*** INPUT FOR THIS TASK ***
//! Handler declaration forms accepted by `#[command_handlers]` and by hand.

use std::fmt;
use std::marker::PhantomData;
use std::sync::atomic::{AtomicU64, Ordering};
use std::sync::{Arc, Mutex};

use command_adapter::{
    command_handlers, AnnotationCommandHandlerAdapter, CommandContext, CommandHandlers,
    CommandMessage, CommandType, HandlerRegistry, HandlerRegistryBuilder, InvalidHandlerDefinition,
};

use crate::support::RecordingBus;

#[derive(Debug, PartialEq)]
pub struct Receipt {
    pub number: u64,
}

#[derive(Debug)]
pub struct Closed;

impl fmt::Display for Closed {
    fn fmt(&self, f: &mut fmt::Formatter<'_>) -> fmt::Result {
        f.write_str("register closed")
    }
}

impl std::error::Error for Closed {}

pub struct Sale(pub u64);
pub struct Refund(pub u64);
pub struct WhoAmI;
pub struct Close;

#[derive(Default)]
pub struct Till {
    total: AtomicU64,
    closed: Mutex<bool>,
    last_receipt: Mutex<Option<Arc<Receipt>>>,
}

#[command_handlers]
impl Till {
    /// Shared results keep their identity.
    #[command_handler]
    fn sell(&self, sale: Sale) -> Result<Arc<Receipt>, Closed> {
        if *self.closed.lock().unwrap() {
            return Err(Closed);
        }
        let number = self.total.fetch_add(sale.0, Ordering::SeqCst) + sale.0;
        let receipt = Arc::new(Receipt { number });
        *self.last_receipt.lock().unwrap() = Some(receipt.clone());
        Ok(receipt)
    }

    #[command_handler]
    fn refund(&self, refund: Refund, ctx: &CommandContext) -> Result<(), Closed> {
        if ctx.has("dry-run") {
            return Ok(());
        }
        self.total.fetch_sub(refund.0, Ordering::SeqCst);
        Ok(())
    }

    #[command_adapter::command_handler]
    fn who_am_i(&self, _command: WhoAmI, ctx: &command_adapter::CommandContext) -> Option<String> {
        ctx.correlation_id().map(str::to_string)
    }

    #[command_handler]
    fn close(&self, _command: Close) -> () {
        *self.closed.lock().unwrap() = true;
    }

    pub fn total(&self) -> u64 {
        self.total.load(Ordering::SeqCst)
    }
}

fn till() -> (Arc<Till>, Arc<AnnotationCommandHandlerAdapter<Till>>) {
    let till = Arc::new(Till::default());
    let adapter = AnnotationCommandHandlerAdapter::new(till.clone(), RecordingBus::new()).unwrap();
    (till, adapter)
}

#[test]
fn reference_results_keep_identity() {
    let (till, adapter) = till();

    let receipt = adapter
        .dispatch_command(Sale(5), &CommandContext::new())
        .unwrap()
        .downcast::<Arc<Receipt>>()
        .unwrap();

    assert_eq!(*receipt, Receipt { number: 5 });
    let stored = till.last_receipt.lock().unwrap().clone().unwrap();
    assert!(Arc::ptr_eq(&receipt, &stored));
}

#[test]
fn context_reaches_handlers_that_declare_it() {
    let (till, adapter) = till();
    adapter
        .dispatch_command(Sale(10), &CommandContext::new())
        .unwrap();

    let dry_run = CommandContext::new().with("dry-run", true);
    let outcome = adapter.dispatch_command(Refund(3), &dry_run).unwrap();
    assert!(outcome.is_void());
    assert_eq!(till.total(), 10);

    adapter
        .dispatch_command(Refund(3), &CommandContext::new())
        .unwrap();
    assert_eq!(till.total(), 7);

    let ctx = CommandContext::new().with("correlation-id", "req-7");
    let outcome = adapter.dispatch_command(WhoAmI, &ctx).unwrap();
    assert_eq!(
        outcome.downcast::<Option<String>>().unwrap(),
        Some("req-7".to_string())
    );
}

#[test]
fn absent_value_is_not_void() {
    let (_, adapter) = till();
    let outcome = adapter
        .dispatch_command(WhoAmI, &CommandContext::new())
        .unwrap();
    assert!(!outcome.is_void());
    assert_eq!(outcome.downcast::<Option<String>>().unwrap(), None);
}

#[test]
fn explicit_unit_return_is_void() {
    let (_, adapter) = till();
    let binding = adapter.find_handler_for(&Close).unwrap();
    assert!(!binding.has_return_value());

    assert!(adapter
        .dispatch_command(Close, &CommandContext::new())
        .unwrap()
        .is_void());

    let err = adapter
        .dispatch_command(Sale(1), &CommandContext::new())
        .unwrap_err();
    assert!(err.handler_error::<Closed>().is_some());
    assert_eq!(err.to_string(), "register closed");
}

#[test]
fn methods_stay_callable_directly() {
    let till = Till::default();
    till.refund(Refund(0), &CommandContext::new()).unwrap();
    assert_eq!(till.sell(Sale(2)).unwrap().number, 2);
    assert_eq!(till.total(), 2);
}

// =============================================================================
// Result aliases
// =============================================================================

pub type LedgerResult<T> = Result<T, Closed>;

pub struct Post(pub u64);
pub struct Audit;

#[derive(Default)]
pub struct Ledger {
    posted: AtomicU64,
}

#[command_handlers]
impl Ledger {
    #[command_handler]
    fn post(&self, post: Post) -> LedgerResult<u64> {
        if post.0 == 0 {
            return Err(Closed);
        }
        Ok(self.posted.fetch_add(post.0, Ordering::SeqCst) + post.0)
    }

    #[command_handler]
    fn audit(&self, _command: Audit) -> fmt::Result {
        Err(fmt::Error)
    }
}

fn ledger() -> Arc<AnnotationCommandHandlerAdapter<Ledger>> {
    AnnotationCommandHandlerAdapter::new(Arc::new(Ledger::default()), RecordingBus::new()).unwrap()
}

#[test]
fn aliased_result_failures_propagate() {
    let adapter = ledger();

    let err = adapter
        .dispatch_command(Post(0), &CommandContext::new())
        .unwrap_err();
    assert!(err.handler_error::<Closed>().is_some());

    let outcome = adapter
        .dispatch_command(Post(4), &CommandContext::new())
        .unwrap();
    assert_eq!(outcome.downcast::<u64>().unwrap(), 4);
}

#[test]
fn bare_result_alias_is_fallible_void() {
    let adapter = ledger();
    assert!(!adapter.find_handler_for(&Audit).unwrap().has_return_value());

    let err = adapter
        .dispatch_command(Audit, &CommandContext::new())
        .unwrap_err();
    assert!(err.handler_error::<fmt::Error>().is_some());
}

// =============================================================================
// Generic targets
// =============================================================================

pub struct Echo<M> {
    _marker: PhantomData<fn() -> M>,
}

#[command_handlers]
impl<M: Send + 'static> Echo<M> {
    #[command_handler]
    fn echo(&self, message: M) -> M {
        message
    }
}

#[test]
fn generic_impl_blocks() {
    let echo = Arc::new(Echo::<u32> {
        _marker: PhantomData,
    });
    let adapter = AnnotationCommandHandlerAdapter::new(echo, RecordingBus::new()).unwrap();

    assert_eq!(
        adapter.accepted_types().into_iter().collect::<Vec<_>>(),
        vec![CommandType::of::<u32>()]
    );
    let outcome = adapter
        .dispatch(CommandMessage::new(9_u32), &CommandContext::new())
        .unwrap();
    assert_eq!(outcome.downcast::<u32>().unwrap(), 9);
}

// =============================================================================
// Invalid declarations
// =============================================================================

pub struct Ambiguous;

#[command_handlers]
impl Ambiguous {
    #[command_handler]
    fn first(&self, _command: String) {}

    #[command_handler]
    fn second(&self, _command: String) -> usize {
        0
    }
}

#[test]
fn duplicate_command_types_fail_construction() {
    let err = AnnotationCommandHandlerAdapter::new(Arc::new(Ambiguous), RecordingBus::new())
        .unwrap_err();
    assert_eq!(
        err,
        InvalidHandlerDefinition::DuplicateCommandType {
            command_type: CommandType::of::<String>(),
            first: "first",
            second: "second",
        }
    );
}

// =============================================================================
// Hand-written declarations
// =============================================================================

#[derive(Default)]
pub struct Counter {
    value: AtomicU64,
}

impl Counter {
    fn add(&self, amount: u64) -> Result<u64, std::convert::Infallible> {
        Ok(self.value.fetch_add(amount, Ordering::SeqCst) + amount)
    }
}

impl CommandHandlers for Counter {
    fn register_handlers(handlers: HandlerRegistryBuilder<Self>) -> HandlerRegistryBuilder<Self> {
        handlers.command("add", Counter::add)
    }
}

#[test]
fn hand_written_handler_table() {
    let counter = Arc::new(Counter::default());
    let registry = HandlerRegistry::build(counter.clone()).unwrap();
    assert_eq!(registry.len(), 1);

    let adapter = AnnotationCommandHandlerAdapter::from_registry(registry, RecordingBus::new());
    adapter
        .dispatch_command(4_u64, &CommandContext::new())
        .unwrap();
    let outcome = adapter
        .dispatch_command(6_u64, &CommandContext::new())
        .unwrap();
    assert_eq!(outcome.downcast::<u64>().unwrap(), 10);
    assert_eq!(counter.value.load(Ordering::SeqCst), 10);
}
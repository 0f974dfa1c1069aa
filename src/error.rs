use std::error::Error;
use std::fmt;

use crate::command::CommandType;

/// A failure raised by a handler body, kept exactly as the handler
/// produced it.
pub type HandlerFailure = Box<dyn Error + Send + Sync>;

/// Error type for dispatching a command.
///
/// Callers can tell a routing problem (`NoHandlerForCommand`) apart from
/// a business rejection (`Handler`) and from a broken binding
/// (`Invocation`).
#[derive(Debug)]
pub enum DispatchError {
    /// No binding exists for the command's exact runtime type.
    NoHandlerForCommand(CommandType),
    /// The handler body failed. The original error is carried unwrapped.
    Handler(HandlerFailure),
    /// The dispatch plumbing itself failed to call the handler.
    Invocation {
        command_type: CommandType,
        method: &'static str,
        reason: String,
    },
}

impl DispatchError {
    pub fn is_no_handler(&self) -> bool {
        matches!(self, DispatchError::NoHandlerForCommand(_))
    }

    /// Borrow the handler's own error as `E`, if this is a handler failure
    /// of that type.
    pub fn handler_error<E: Error + 'static>(&self) -> Option<&E> {
        match self {
            DispatchError::Handler(err) => err.downcast_ref::<E>(),
            _ => None,
        }
    }

    /// Take the handler's original error. Other categories are returned
    /// unchanged.
    pub fn into_handler_error(self) -> Result<HandlerFailure, Self> {
        match self {
            DispatchError::Handler(err) => Ok(err),
            other => Err(other),
        }
    }
}

impl fmt::Display for DispatchError {
    fn fmt(&self, f: &mut fmt::Formatter<'_>) -> fmt::Result {
        match self {
            DispatchError::NoHandlerForCommand(command_type) => {
                write!(f, "no handler for command: {}", command_type)
            }
            DispatchError::Handler(err) => write!(f, "{}", err),
            DispatchError::Invocation {
                command_type,
                method,
                reason,
            } => write!(
                f,
                "failed to invoke handler {} for command {}: {}",
                method, command_type, reason
            ),
        }
    }
}

impl Error for DispatchError {
    fn source(&self) -> Option<&(dyn Error + 'static)> {
        match self {
            DispatchError::Handler(err) => Some(err.as_ref()),
            _ => None,
        }
    }
}
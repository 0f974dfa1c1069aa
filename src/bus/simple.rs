//! In-process command bus.

use std::collections::HashMap;
use std::sync::{Arc, RwLock};

use crate::command::{CommandContext, CommandMessage, CommandType, Outcome};
use crate::error::DispatchError;

use super::command_bus::{CommandBus, CommandHandler};
use super::error::BusError;

/// A command bus that dispatches on the calling thread.
///
/// Holds at most one handler per command type. Subscribing a second handler
/// for a type replaces the first; unsubscribing only removes the handler if
/// it is the one currently registered.
///
/// ## Example
///
/// ```ignore
/// let bus = Arc::new(SimpleCommandBus::new());
/// let adapter = AnnotationCommandHandlerAdapter::new(Arc::new(Inventory::default()), bus.clone())?;
/// adapter.subscribe()?;
///
/// let outcome = bus.dispatch(CommandMessage::new(Restock { sku: "A1".into() }), CommandContext::new())?;
/// assert!(outcome.is_void());
/// ```
#[derive(Default)]
pub struct SimpleCommandBus {
    subscriptions: RwLock<HashMap<CommandType, Arc<dyn CommandHandler>>>,
}

impl SimpleCommandBus {
    pub fn new() -> Self {
        Self::default()
    }

    /// Whether any handler is subscribed for `command_type`.
    pub fn is_subscribed(&self, command_type: CommandType) -> Result<bool, BusError> {
        let subscriptions = self
            .subscriptions
            .read()
            .map_err(|_| BusError::LockPoisoned("read"))?;
        Ok(subscriptions.contains_key(&command_type))
    }

    /// Number of command types with a subscribed handler.
    pub fn subscription_count(&self) -> Result<usize, BusError> {
        let subscriptions = self
            .subscriptions
            .read()
            .map_err(|_| BusError::LockPoisoned("read"))?;
        Ok(subscriptions.len())
    }
}

impl CommandBus for SimpleCommandBus {
    fn subscribe(
        &self,
        command_type: CommandType,
        handler: Arc<dyn CommandHandler>,
    ) -> Result<Option<Arc<dyn CommandHandler>>, BusError> {
        let mut subscriptions = self
            .subscriptions
            .write()
            .map_err(|_| BusError::LockPoisoned("subscribe"))?;
        let displaced = subscriptions.insert(command_type, handler);
        if displaced.is_some() {
            tracing::warn!(%command_type, "replaced existing command handler subscription");
        }
        Ok(displaced)
    }

    fn unsubscribe(
        &self,
        command_type: CommandType,
        handler: &Arc<dyn CommandHandler>,
    ) -> Result<(), BusError> {
        let mut subscriptions = self
            .subscriptions
            .write()
            .map_err(|_| BusError::LockPoisoned("unsubscribe"))?;
        let registered = subscriptions
            .get(&command_type)
            .is_some_and(|current| Arc::ptr_eq(current, handler));
        if registered {
            subscriptions.remove(&command_type);
        }
        Ok(())
    }

    fn dispatch(
        &self,
        command: CommandMessage,
        context: CommandContext,
    ) -> Result<Outcome, DispatchError> {
        let command_type = command.command_type();
        // Clone the handler out so the lock is not held while it runs.
        let handler = match self.subscriptions.read() {
            Ok(subscriptions) => subscriptions.get(&command_type).cloned(),
            Err(_) => {
                return Err(DispatchError::Invocation {
                    command_type,
                    method: "SimpleCommandBus::dispatch",
                    reason: "bus lock poisoned".to_string(),
                })
            }
        };

        match handler {
            Some(handler) => handler.handle(command, &context),
            None => {
                tracing::debug!(%command_type, "no handler subscribed for command");
                Err(DispatchError::NoHandlerForCommand(command_type))
            }
        }
    }
}
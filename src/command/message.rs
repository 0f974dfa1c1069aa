//! Type-erased command values.

use std::any::Any;
use std::fmt;

use super::CommandType;

/// An owned command value whose concrete type is only known at runtime.
///
/// ```ignore
/// let message = CommandMessage::new(CreateOrder { id: "o1".into() });
/// assert!(message.is::<CreateOrder>());
/// let command: CreateOrder = message.downcast().unwrap();
/// ```
pub struct CommandMessage {
    command_type: CommandType,
    payload: Box<dyn Any + Send>,
}

impl CommandMessage {
    /// Wrap a command value.
    pub fn new<C: Any + Send>(command: C) -> Self {
        Self {
            command_type: CommandType::of::<C>(),
            payload: Box::new(command),
        }
    }

    /// The exact runtime type of the wrapped command.
    pub fn command_type(&self) -> CommandType {
        self.command_type
    }

    pub fn is<C: Any>(&self) -> bool {
        self.payload.is::<C>()
    }

    /// Borrow the command as `C`, if that is its type.
    pub fn downcast_ref<C: Any>(&self) -> Option<&C> {
        self.payload.downcast_ref::<C>()
    }

    /// Take the command back as `C`. Returns the message unchanged on a
    /// type mismatch.
    pub fn downcast<C: Any>(self) -> Result<C, Self> {
        let command_type = self.command_type;
        match self.payload.downcast::<C>() {
            Ok(command) => Ok(*command),
            Err(payload) => Err(Self {
                command_type,
                payload,
            }),
        }
    }

    /// The erased value as `&dyn Any`, carrying the command's own type.
    pub fn as_any(&self) -> &(dyn Any + Send) {
        self.payload.as_ref()
    }
}

impl fmt::Debug for CommandMessage {
    fn fmt(&self, f: &mut fmt::Formatter<'_>) -> fmt::Result {
        f.debug_struct("CommandMessage")
            .field("command_type", &self.command_type)
            .finish_non_exhaustive()
    }
}
//! Type-keyed command handler adapters.
//!
//! Mark the command handling methods of a plain struct, wrap it in an
//! adapter, and subscribe the adapter to a command bus. Commands are routed
//! by their exact runtime type.
//!
//! ```ignore
//! use command_adapter::{command_handlers, CommandContext};
//!
//! #[derive(Default)]
//! struct Inventory { stock: Mutex<HashMap<String, u32>> }
//!
//! #[command_handlers]
//! impl Inventory {
//!     #[command_handler]
//!     fn restock(&self, command: Restock) { /* ... */ }
//!
//!     #[command_handler]
//!     fn reserve(&self, command: Reserve, ctx: &CommandContext) -> Result<u32, OutOfStock> { /* ... */ }
//! }
//!
//! let bus = Arc::new(SimpleCommandBus::new());
//! let adapter = AnnotationCommandHandlerAdapter::new(Arc::new(Inventory::default()), bus.clone())?;
//! adapter.subscribe()?;
//!
//! let outcome = bus.dispatch(CommandMessage::new(Restock::new("A1", 5)), CommandContext::new())?;
//! assert!(outcome.is_void());
//! ```

mod adapter;
pub mod bus;
mod command;
mod error;
mod registrar;
mod registry;

pub use adapter::{AdapterState, AnnotationCommandHandlerAdapter, SubscriptionError};
#[cfg(feature = "bus")]
pub use bus::SimpleCommandBus;
pub use bus::{BusError, CommandBus, CommandHandler};
pub use command::{CommandContext, CommandMessage, CommandType, Outcome};
pub use error::{DispatchError, HandlerFailure};
pub use registrar::{HandlerRegistrar, RegistrationError};
pub use registry::{
    CommandHandlers, HandlerBinding, HandlerRegistry, HandlerRegistryBuilder, HandlerShape,
    IntoHandlerResult, InvalidHandlerDefinition,
};

// Re-export the handler declaration macros (requires "macros" feature)
#[cfg(feature = "macros")]
pub use command_adapter_macros::{command_handler, command_handlers};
*** End of INPUT FOR THIS TASK ***
Give the count of lines in the data that contain the word "filename", and write nothing besides it.

__SOLUTION FOR THIS TASK__
3